MICHELLE KUO: Athens was at the epicenter of global financial and political turmoil when you began organizing Documenta 14, and of course many additional upheavals have occurred since thenthe refugee crisis and the entire crisis of Europe. How has your thinking about the exhibition evolved as these events have unfolded?
ADAM SZYMCZYK: In the fall of 2013, I proposed to the Documenta 14 search committee to hold the exhibition in Athens as well as in Kassel. At that time, Greece’s problems were frequently front-page news in Germany. The German press and politicians were keen on offering advice, in an admonishing toneand they soon began to instruct this relatively poor southern European country to institute capital controls, to levy more and more taxes on people who have little if any income. The implicit or explicit theme was that Greece is a backward country, not up to European standards.
That attitude was ironic, to say the least, considering that classical Greece, so widely held to be the cradle of civilization, was a touchstone in the formation of German national consciousness. The early Romantics claimed classical Greece as the origin point in a progression leading straight to them. As it happens, Kassel was also the home of two of the major protagonists in the German Romantic nationalist project, Jacob and Wilhelm Grimm. Their collecting of German fairy tales and efforts to create a complete German dictionary provided elements of both a mythical and a linguistic foundation for the construction of German identity.
MK: So the cultural and political imaginary of Germany takes shape in and around Kassel.
AS: Yes, at least to a degree. In terms of more recent events in Greece, the introduction of austerity measures was justified by Protestant moralism and a strange logic whereby the populace, the people, were blamed for their circumstances. And when you make the people as a whole culpable, you instill a sense of guilt and a sense of inferiority that produces a lot of frustration and self-hate.
MK: Yes, and fear.
AS: And resentment, and I think ultimately xenophobiaas demonstrated in Greece by Golden Dawn, a local neofascist party that made significant gains in parliament between 2009 and 2012 as economic turmoil increased. One of the reasons to work in Athens in parallel to Kassel is precisely to make the exhibition in a place where you can see how problematic things are at the moment, and how much worse they may soon becomethough not, naturally, to simply induce passive spectatorship. Our rubric “Learning from Athens” emphasizes an idea of active exchangenot an extraction but rather a distribution of knowledge that propagates outward, reconfiguring the relationship between those who speak and those who are spoken about. That notion of reciprocity also meant rejecting a geographic construct of Kassel as home base and Athens as peripheral or as an outpost. Instead, we envisioned the exhibition as a kind of divided cell, with most artists working in both places. So, from the beginning, we committed to this open-ended, ongoing process that would ideally produce knowledge about conditions within and far beyond Athens, conditions that are themselves constantly evolving.

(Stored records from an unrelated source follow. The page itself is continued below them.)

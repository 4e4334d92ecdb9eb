//! Service Module
//!
//! Control-plane logic. The queue and registry own all mutable state;
//! the dispatcher, result ingestion, reconciler and autoscaler act on them.

pub mod autoscaler;
pub mod dispatcher;
pub mod metrics;
pub mod queue;
pub mod reconciler;
pub mod registry;
pub mod results;
pub mod tasks;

MK: Your concept of the exhibition was accompanied by the idea of a Parliament of Bodies, foregrounding the political valences of this paradigm.
AS: I invited Paul B. Preciado, a philosopher and activist, to create a concept for public programs instituted in advance and as a fundamental part of the exhibition, not as its discursive, descriptive aside. The result was the Parliament of Bodies, which was inaugurated in September 2016 with “34 Exercises of Freedom,” and which explored a variety of languages of resistance in talks, art events, workshops, and so on. It took place at the Athens Municipality Arts Center in Parko Eleftherias [Freedom Park], next to a building that was a place of detention and torture during the military junta in Greece from 1967 to 1974, and that is now home to the Museum of Anti-dictatorial and Democratic Resistance, organized and run voluntarily by those persecuted during the junta.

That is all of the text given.